Algo debía tener David Gistau más allá de sus palabras. Algo que no se explica sin ellas, posiblemente, pero que tampoco queda del todo perfilado ni aún juntando todas las líneas que publicó en vida. Manuel Jabois dijo de él que era un hombre capaz de hacerte sentir huérfano si desaparecía dos minutos. Una de esas personas que, cuando se ausentan de repente, dejan un vacío absurdo, como si en lugar de ir al lavabo hubieran partido hacia el espacio. Pedro García Cuartango, más concreto, me explicó una vez que llenaba cualquier habitación, que irradiaba una vitalidad amable y que contagiaba los ambientes con su personalidad brillante de hombre diestro a la hora de cultivar las amistades. Nada de eso parece exagerado, pues, en realidad, es precisamente la exagerada despedida que le sigue dedicando el periodismo patrio la que invita a imaginar cómo debía ser en las distancias cortas. En las largas, ya se sabe, el efecto era bastante parecido.
Sus palabras las dejó escritas en esas páginas que, como él mismo nos recordaba irónico, estaban destinadas a servir como envoltorio para el pescado del día siguiente. Quizás por eso caía tan bien. Esa forma de no tomarse en serio, que en el fondo uno imagina como factor diferencial a la hora de contar nuestro presente de la manera que le daba la gana. "¿Ven?", escribió una vez, "un adulto tendría que haber escrito hoy sobre la guerra de vídeos, sobre la recesión, cualquiera de esos asuntos por los que Mafalda intentaba dar aspirinas al globo terráqueo de su habitación".
Gistau murió hace poco más de un año y continúa sorprendiendo que no haya estado durante toda la pandemia, como si con él hubiéramos perdido un arma fascinante, una mirada determinada con la que desnudar los artificios de cualquier desastre. "Me está usted fastidiando los artículos, que salen publicados demasiado tarde, cuando usted mismo se ha desdicho ya de aquello que los inspiró y ha cambiado completamente de opinión", le escribió también a Pedro Sánchez. ¿Qué no hubiera dicho de este virus que ha cerrado el mundo, obligando a la humanidad a recordar lo que debió de ser aquella época plagada de amenazas demasiado reales para caber en nuestros teléfonos inteligentes?
Algo debía tener más allá de sus palabras, sí. Algo por lo que su adiós se sintió tan fuerte, igual que un puñetazo en el estómago, más allá de que muchos de quienes le seguimos echando de menos ni siquiera pudimos conocerle.
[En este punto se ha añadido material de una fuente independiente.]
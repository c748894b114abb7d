//! OpenAI-compatible chat completion client with bounded retry.

pub mod intent;

use crate::config::AiConfig;
use crate::error::CompletionError;
use async_trait::async_trait;
use serde::{Deserialize, Serialize};
use std::time::Duration;

pub const TEMPERATURE: f64 = 0.7;
pub const MAX_TOKENS: u32 = 2000;
/// First backoff; doubled on every further attempt.
pub const BASE_BACKOFF: Duration = Duration::from_secs(1);

/// Anything that can turn a prompt into completion text.
#[async_trait]
pub trait Completer: Send + Sync {
    async fn complete(
        &self,
        prompt: &str,
        system_prompt: Option<&str>,
    ) -> Result<String, CompletionError>;
}

#[derive(Debug, Serialize)]
struct ChatMessage<'a> {
    role: &'static str,
    content: &'a str,
}

#[derive(Debug, Serialize)]
struct ChatRequest<'a> {
    model: &'a str,
    messages: Vec<ChatMessage<'a>>,
    temperature: f64,
    max_tokens: u32,
}

#[derive(Debug, Deserialize)]
struct ChatResponse {
    choices: Vec<Choice>,
}

#[derive(Debug, Deserialize)]
struct Choice {
    message: ResponseMessage,
}

#[derive(Debug, Deserialize)]
struct ResponseMessage {
    content: Option<String>,
}

/// How a single attempt ended when it did not produce text.
enum AttemptFailure {
    Timeout,
    Transport(String),
    Format(String),
}

pub fn next_backoff(base: Duration, attempt: u32) -> Duration {
    base.saturating_mul(1_u32 << attempt.min(6))
}

#[derive(Debug, Clone)]
pub struct CompletionClient {
    client: reqwest::Client,
    api_key: String,
    endpoint: String,
    model: String,
    timeout: Duration,
    max_retries: u32,
    backoff_base: Duration,
}

impl CompletionClient {
    pub fn new(config: &AiConfig) -> Self {
        Self {
            client: reqwest::Client::new(),
            api_key: config.api_key.trim().to_string(),
            endpoint: format!(
                "{}/chat/completions",
                config.api_base.trim().trim_end_matches('/')
            ),
            model: config.model_name.clone(),
            timeout: Duration::from_secs(config.timeout_secs.max(1)),
            max_retries: config.max_retries.max(1),
            backoff_base: BASE_BACKOFF,
        }
    }

    pub fn with_timeout(mut self, timeout: Duration) -> Self {
        self.timeout = timeout;
        self
    }

    pub fn with_backoff_base(mut self, base: Duration) -> Self {
        self.backoff_base = base;
        self
    }

    pub fn model(&self) -> &str {
        &self.model
    }

    async fn attempt(&self, body: &ChatRequest<'_>) -> Result<String, AttemptFailure> {
        let response = self
            .client
            .post(&self.endpoint)
            .bearer_auth(&self.api_key)
            .json(body)
            .timeout(self.timeout)
            .send()
            .await
            .map_err(|err| {
                if err.is_timeout() {
                    AttemptFailure::Timeout
                } else {
                    AttemptFailure::Transport(err.to_string())
                }
            })?;

        let status = response.status();
        if !status.is_success() {
            let text = response.text().await.unwrap_or_default();
            return Err(AttemptFailure::Transport(format!(
                "HTTP {}: {}",
                status.as_u16(),
                crate::util::truncate_with_ellipsis(&text, 200)
            )));
        }

        let text = response.text().await.map_err(|err| {
            if err.is_timeout() {
                AttemptFailure::Timeout
            } else {
                AttemptFailure::Transport(err.to_string())
            }
        })?;
        let parsed: ChatResponse =
            serde_json::from_str(&text).map_err(|e| AttemptFailure::Format(e.to_string()))?;
        parsed
            .choices
            .into_iter()
            .next()
            .and_then(|choice| choice.message.content)
            .ok_or_else(|| AttemptFailure::Format("missing choices[0].message.content".into()))
    }
}

#[async_trait]
impl Completer for CompletionClient {
    async fn complete(
        &self,
        prompt: &str,
        system_prompt: Option<&str>,
    ) -> Result<String, CompletionError> {
        if self.api_key.is_empty() {
            return Err(CompletionError::Config);
        }

        let mut messages = Vec::with_capacity(2);
        if let Some(system) = system_prompt {
            messages.push(ChatMessage {
                role: "system",
                content: system,
            });
        }
        messages.push(ChatMessage {
            role: "user",
            content: prompt,
        });
        let body = ChatRequest {
            model: &self.model,
            messages,
            temperature: TEMPERATURE,
            max_tokens: MAX_TOKENS,
        };

        let mut attempt = 0;
        loop {
            attempt += 1;
            let failure = match self.attempt(&body).await {
                Ok(content) => {
                    tracing::info!(attempt, len = content.chars().count(), "AI completion succeeded");
                    return Ok(content);
                }
                Err(AttemptFailure::Format(detail)) => {
                    tracing::error!("AI completion response malformed: {detail}");
                    return Err(CompletionError::UpstreamFormat(detail));
                }
                Err(failure) => failure,
            };

            match &failure {
                AttemptFailure::Timeout => {
                    tracing::warn!(attempt, max = self.max_retries, "AI completion timed out");
                }
                AttemptFailure::Transport(detail) => {
                    tracing::warn!(attempt, max = self.max_retries, "AI completion failed: {detail}");
                }
                AttemptFailure::Format(_) => {}
            }

            if attempt >= self.max_retries {
                return Err(match failure {
                    AttemptFailure::Timeout => CompletionError::UpstreamTimeout { attempts: attempt },
                    AttemptFailure::Transport(detail) | AttemptFailure::Format(detail) => {
                        CompletionError::UpstreamError {
                            attempts: attempt,
                            detail,
                        }
                    }
                });
            }

            tokio::time::sleep(next_backoff(self.backoff_base, attempt - 1)).await;
        }
    }
}
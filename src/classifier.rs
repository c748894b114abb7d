//! Rule-based routing of group-chat tasks.
//!
//! The first matching rule decides; there is no scoring.

use serde::Serialize;

/// Texts longer than this many characters are always complex.
pub const COMPLEX_LENGTH_THRESHOLD: usize = 50;
/// This many sentence terminators or more make a task complex.
pub const COMPLEX_SENTENCE_THRESHOLD: usize = 2;

/// Search, analysis, generation and execution intents in Chinese and English.
const COMPLEX_KEYWORDS: &[&str] = &[
    "搜索", "查找", "分析", "统计", "计算", "生成", "创建", "编写", "执行", "运行", "处理", "转换",
    "提取", "汇总", "对比", "评估", "search", "analyze", "calculate", "generate", "create",
    "execute", "process", "extract", "summarize", "compare", "evaluate",
];

const SENTENCE_TERMINATORS: &[char] = &['.', '!', '?', '。', '！', '？'];

#[derive(Debug, Clone, Copy, PartialEq, Eq, Hash, Serialize)]
#[serde(rename_all = "snake_case")]
pub enum TaskKind {
    /// One completion, one reply card, no thread.
    Simple,
    /// Threaded handling with progress cards.
    Complex,
}

impl TaskKind {
    pub fn as_str(self) -> &'static str {
        match self {
            Self::Simple => "simple",
            Self::Complex => "complex",
        }
    }
}

/// Classify task text. Pure and total; `""` is simple.
pub fn classify(text: &str) -> TaskKind {
    if COMPLEX_KEYWORDS.iter().any(|keyword| text.contains(keyword)) {
        return TaskKind::Complex;
    }

    if text.chars().count() > COMPLEX_LENGTH_THRESHOLD {
        return TaskKind::Complex;
    }

    let terminators = text
        .chars()
        .filter(|c| SENTENCE_TERMINATORS.contains(c))
        .count();
    if terminators >= COMPLEX_SENTENCE_THRESHOLD {
        return TaskKind::Complex;
    }

    TaskKind::Simple
}
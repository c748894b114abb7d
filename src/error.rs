use thiserror::Error;

/// Failures of the AI completion backend.
#[derive(Debug, Error)]
pub enum CompletionError {
    /// No credential configured; fatal for the call, not for the process.
    #[error("AI API key is not configured")]
    Config,
    #[error("AI service timed out after {attempts} attempt(s)")]
    UpstreamTimeout { attempts: u32 },
    #[error("AI service call failed after {attempts} attempt(s): {detail}")]
    UpstreamError { attempts: u32, detail: String },
    /// A 2xx response that does not carry `choices[0].message.content`.
    #[error("AI service returned a malformed response: {0}")]
    UpstreamFormat(String),
}

/// Failures talking to the chat platform's outbound API.
#[derive(Debug, Error)]
pub enum PlatformError {
    #[error("failed to obtain tenant access token: {0}")]
    Token(String),
    #[error("chat platform request failed: {0}")]
    Transport(#[from] reqwest::Error),
    #[error("chat platform rejected the request (code {code}): {msg}")]
    Api { code: i64, msg: String },
    #[error("chat platform response could not be decoded: {0}")]
    Decode(String),
}

/// Terminal conditions of a background task.
#[derive(Debug, Error)]
pub enum TaskError {
    #[error("thread creation failed: {0}")]
    ThreadCreationFailed(String),
    #[error(transparent)]
    Completion(#[from] CompletionError),
    #[error(transparent)]
    Platform(#[from] PlatformError),
}
pub mod cards;
pub mod feishu;
pub mod traits;

pub use feishu::FeishuClient;
pub use traits::{Delivery, MessageBody, MessageTarget, Messenger, SendMessage};
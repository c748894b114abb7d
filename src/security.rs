//! Admission checks for inbound events: per-sender rate limiting, the IP
//! allowlist and chat-platform event authenticity.

use axum::http::HeaderMap;
use parking_lot::Mutex;
use sha2::{Digest, Sha256};
use std::collections::HashMap;
use std::net::{IpAddr, SocketAddr};
use std::time::{Duration, Instant};

/// Sliding window used by sender rate limiting.
pub const RATE_LIMIT_WINDOW_SECS: u64 = 60;
/// Max distinct senders tracked before the least recently seen is evicted.
pub const RATE_LIMIT_MAX_KEYS: usize = 10_000;
/// How often the limiter sweeps idle senders from its map.
const RATE_LIMITER_SWEEP_INTERVAL_SECS: u64 = 300;

pub const TIMESTAMP_HEADER: &str = "X-Lark-Request-Timestamp";
pub const NONCE_HEADER: &str = "X-Lark-Request-Nonce";
pub const SIGNATURE_HEADER: &str = "X-Lark-Signature";

/// Per-identifier sliding-window limiter. A limit of 0 admits everything.
#[derive(Debug)]
pub struct RateLimiter {
    limit_per_window: u32,
    window: Duration,
    max_keys: usize,
    requests: Mutex<(HashMap<String, Vec<Instant>>, Instant)>,
}

impl RateLimiter {
    pub fn new(limit_per_window: u32, window: Duration, max_keys: usize) -> Self {
        Self {
            limit_per_window,
            window,
            max_keys: max_keys.max(1),
            requests: Mutex::new((HashMap::new(), Instant::now())),
        }
    }

    pub fn per_minute(limit: u32) -> Self {
        Self::new(
            limit,
            Duration::from_secs(RATE_LIMIT_WINDOW_SECS),
            RATE_LIMIT_MAX_KEYS,
        )
    }

    fn prune_stale(requests: &mut HashMap<String, Vec<Instant>>, cutoff: Instant) {
        requests.retain(|_, timestamps| {
            timestamps.retain(|t| *t > cutoff);
            !timestamps.is_empty()
        });
    }

    pub fn allow(&self, key: &str) -> bool {
        self.allow_at(key, Instant::now())
    }

    /// Admission check as of `now`; records the call when admitted.
    pub fn allow_at(&self, key: &str, now: Instant) -> bool {
        if self.limit_per_window == 0 {
            return true;
        }

        let cutoff = now.checked_sub(self.window).unwrap_or(now);

        let mut guard = self.requests.lock();
        let (requests, last_sweep) = &mut *guard;

        if now.saturating_duration_since(*last_sweep)
            >= Duration::from_secs(RATE_LIMITER_SWEEP_INTERVAL_SECS)
        {
            Self::prune_stale(requests, cutoff);
            *last_sweep = now;
        }

        if !requests.contains_key(key) && requests.len() >= self.max_keys {
            Self::prune_stale(requests, cutoff);
            *last_sweep = now;

            if requests.len() >= self.max_keys {
                let evict_key = requests
                    .iter()
                    .min_by_key(|(_, timestamps)| timestamps.last().copied().unwrap_or(cutoff))
                    .map(|(k, _)| k.clone());
                if let Some(evict_key) = evict_key {
                    requests.remove(&evict_key);
                }
            }
        }

        let entry = requests.entry(key.to_owned()).or_default();
        entry.retain(|instant| *instant > cutoff);

        if entry.len() >= self.limit_per_window as usize {
            tracing::warn!(key, "Rate limit exceeded");
            return false;
        }

        entry.push(now);
        true
    }

    /// Number of identifiers currently tracked.
    pub fn tracked_keys(&self) -> usize {
        self.requests.lock().0.len()
    }
}

/// Exact-match IP allowlist. Disabled or empty means allow all.
#[derive(Debug, Clone, Default)]
pub struct IpAllowlist {
    enabled: bool,
    entries: Vec<String>,
}

impl IpAllowlist {
    pub fn new(enabled: bool, entries: &[String]) -> Self {
        Self {
            enabled,
            entries: entries
                .iter()
                .map(|e| e.trim().to_string())
                .filter(|e| !e.is_empty())
                .collect(),
        }
    }

    pub fn allows(&self, client_ip: &str) -> bool {
        if !self.enabled || self.entries.is_empty() {
            return true;
        }
        let allowed = self.entries.iter().any(|entry| entry == client_ip);
        if !allowed {
            tracing::warn!(client_ip, "IP not in allowlist");
        }
        allowed
    }
}

pub fn constant_time_eq(a: &[u8], b: &[u8]) -> bool {
    if a.len() != b.len() {
        return false;
    }
    let mut diff = 0u8;
    for (x, y) in a.iter().zip(b.iter()) {
        diff |= x ^ y;
    }
    diff == 0
}

/// Checks the verification token and request signature on inbound events.
#[derive(Debug, Clone, Default)]
pub struct EventVerifier {
    enabled: bool,
    verification_token: Option<String>,
    encrypt_key: Option<String>,
}

fn non_empty(value: &str) -> Option<String> {
    let value = value.trim();
    (!value.is_empty()).then(|| value.to_string())
}

impl EventVerifier {
    pub fn new(enabled: bool, verification_token: &str, encrypt_key: &str) -> Self {
        Self {
            enabled,
            verification_token: non_empty(verification_token),
            encrypt_key: non_empty(encrypt_key),
        }
    }

    pub fn checks_token(&self) -> bool {
        self.enabled && self.verification_token.is_some()
    }

    pub fn checks_signature(&self) -> bool {
        self.enabled && self.encrypt_key.is_some()
    }

    /// The event's token lives in `header.token` (schema 2.0) or at the top
    /// level (legacy events).
    pub fn verify_token(&self, event: &serde_json::Value) -> bool {
        let Some(expected) = self.verification_token.as_deref().filter(|_| self.enabled) else {
            return true;
        };
        let presented = event
            .pointer("/header/token")
            .or_else(|| event.get("token"))
            .and_then(serde_json::Value::as_str)
            .unwrap_or_default();
        constant_time_eq(presented.as_bytes(), expected.as_bytes())
    }

    /// `sha256(timestamp + nonce + encrypt_key + body)`, hex encoded.
    pub fn verify_signature(&self, headers: &HeaderMap, body: &[u8]) -> bool {
        let Some(key) = self.encrypt_key.as_deref().filter(|_| self.enabled) else {
            return true;
        };
        let header = |name: &str| {
            headers
                .get(name)
                .and_then(|v| v.to_str().ok())
                .unwrap_or_default()
                .to_string()
        };
        let signature = header(SIGNATURE_HEADER);
        if signature.is_empty() {
            return false;
        }
        let expected = event_signature(&header(TIMESTAMP_HEADER), &header(NONCE_HEADER), key, body);
        constant_time_eq(signature.as_bytes(), expected.as_bytes())
    }
}

pub fn event_signature(timestamp: &str, nonce: &str, encrypt_key: &str, body: &[u8]) -> String {
    let mut hasher = Sha256::new();
    hasher.update(timestamp.as_bytes());
    hasher.update(nonce.as_bytes());
    hasher.update(encrypt_key.as_bytes());
    hasher.update(body);
    hex::encode(hasher.finalize())
}

pub fn parse_client_ip(value: &str) -> Option<IpAddr> {
    let value = value.trim().trim_matches('"').trim();
    if value.is_empty() {
        return None;
    }

    if let Ok(ip) = value.parse::<IpAddr>() {
        return Some(ip);
    }

    if let Ok(addr) = value.parse::<SocketAddr>() {
        return Some(addr.ip());
    }

    let value = value.trim_matches(['[', ']']);
    value.parse::<IpAddr>().ok()
}

fn forwarded_client_ip(headers: &HeaderMap) -> Option<IpAddr> {
    if let Some(xff) = headers.get("X-Forwarded-For").and_then(|v| v.to_str().ok()) {
        for candidate in xff.split(',') {
            if let Some(ip) = parse_client_ip(candidate) {
                return Some(ip);
            }
        }
    }

    headers
        .get("X-Real-IP")
        .and_then(|v| v.to_str().ok())
        .and_then(parse_client_ip)
}

/// Client IP used for the allowlist: forwarded headers first when trusted,
/// then the socket peer.
pub fn client_ip_from_request(
    peer_addr: Option<SocketAddr>,
    headers: &HeaderMap,
    trust_forwarded_headers: bool,
) -> String {
    if trust_forwarded_headers {
        if let Some(ip) = forwarded_client_ip(headers) {
            return ip.to_string();
        }
    }

    peer_addr
        .map(|addr| addr.ip().to_string())
        .unwrap_or_else(|| "unknown".to_string())
}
Se trata de una cosa fascinante, esta añoranza. Una tristeza tan vívida que es imposible no sentirla, aunque el dolor se filtre a través de las lágrimas de sus amigos, que continúan llorándole en la prensa, y erija su homenaje póstumo en la voz de todos los rostros anónimos que reconocemos sentir lo mismo pese a que tan sólo hemos perdido sus palabras, como digo, y no eso otro que debía tener para que se le quisiera tanto.
No es algo extraño, pese a todo. Quizás para alguien que lo mire desde fuera, pero no para quienes conocían sus columnas. Hace unas semanas salió publicado El penúltimo negroni (Debate), la extensísima recopilación de artículos que David Lema ha condensado entre dos tapas para que podamos recordarle de una forma más civilizada. Allí está ese algo del que hablo. Esa mirada. La del analista mordaz y la del padre pudoroso, defensor de sus vástagos contra panteras y orcos; o proveedor de alimentos en la cabaña familiar. También la del hijo doliente, el adolescente cabreado con el mundo porque su padre se marchó demasiado pronto. Y el germen del escritor, del amante del cine y del boxeo. En El penúltimo negroni está Gistau, la persona. Se descuelga entre las líneas y acompaña amablemente, llenando otra vez la habitación. Recordándole al lector a cada rato lo grandioso que habría sido compartir con él aunque sólo fuese una velada. Esas reuniones en las que se levantaba de repente para ir al baño y dejaba a todos huérfanos durante un par de minutos.